DESCRIPTION OF THE TASK -
Using the data below, return every line that holds the word "items".
*** Opening SUPPLIED RECORDS ***
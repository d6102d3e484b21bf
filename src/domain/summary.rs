use serde::Serialize;
use std::collections::BTreeMap;

use super::detection::{Detection, FrameResult};

#[derive(Debug, Clone, PartialEq, Serialize)]
pub struct DetectionStats {
    pub count: usize,
    pub mean_confidence: f64,
}

impl DetectionStats {
    /// `None` when nothing was detected, so callers can tell "no objects" apart.
    pub fn of(detections: &[Detection]) -> Option<Self> {
        if detections.is_empty() {
            return None;
        }
        let total: f64 = detections.iter().map(|d| d.confidence).sum();
        Some(Self {
            count: detections.len(),
            mean_confidence: total / detections.len() as f64,
        })
    }
}

/// "2 bin, 1 bag" style headline, labels in alphabetical order.
pub fn summarize_detections(detections: &[Detection]) -> String {
    let mut counts = BTreeMap::new();
    for det in detections {
        *counts.entry(det.class_name.as_str()).or_insert(0usize) += 1;
    }
    counts
        .iter()
        .map(|(label, count)| format!("{} {}", count, label))
        .collect::<Vec<_>>()
        .join(", ")
}

pub fn describe_frame(frame: &FrameResult) -> String {
    if let Some(err) = &frame.error {
        return format!("Frame {}: failed ({})", frame.frame_index, err);
    }
    if frame.detections.is_empty() {
        return format!("Frame {}: no detections", frame.frame_index);
    }
    let items = frame
        .detections
        .iter()
        .map(|d| format!("{} ({:.2})", d.class_name, d.confidence))
        .collect::<Vec<_>>()
        .join(", ");
    format!("Frame {}: {}", frame.frame_index, items)
}

#[cfg(test)]
mod tests {
    use super::*;
    use crate::domain::detection::BoundingBox;

    fn det(label: &str, confidence: f64) -> Detection {
        Detection {
            class_name: label.into(),
            confidence,
            bbox: BoundingBox { x1: 0, y1: 0, x2: 1, y2: 1 },
        }
    }

    #[test]
    fn stats_absent_without_detections() {
        assert_eq!(DetectionStats::of(&[]), None);
        let stats = DetectionStats::of(&[det("bin", 0.5), det("bin", 1.0)]).unwrap();
        assert_eq!(stats.count, 2);
        assert!((stats.mean_confidence - 0.75).abs() < 1e-9);
    }

    #[test]
    fn headline_counts_per_label() {
        let dets = [det("bin", 0.5), det("bag", 0.4), det("bin", 0.9)];
        assert_eq!(summarize_detections(&dets), "1 bag, 2 bin");
    }

    #[test]
    fn frame_lines() {
        let empty = FrameResult { frame_index: 20, detections: vec![], error: None };
        assert_eq!(describe_frame(&empty), "Frame 20: no detections");

        let full = FrameResult {
            frame_index: 10,
            detections: vec![det("bin", 0.912), det("bin", 0.4)],
            error: None,
        };
        assert_eq!(describe_frame(&full), "Frame 10: bin (0.91), bin (0.40)");
    }
}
*** Closing SUPPLIED RECORDS ***
TASK RESULT -
    let items = frame
    format!("Frame {}: {}", frame.frame_index, items)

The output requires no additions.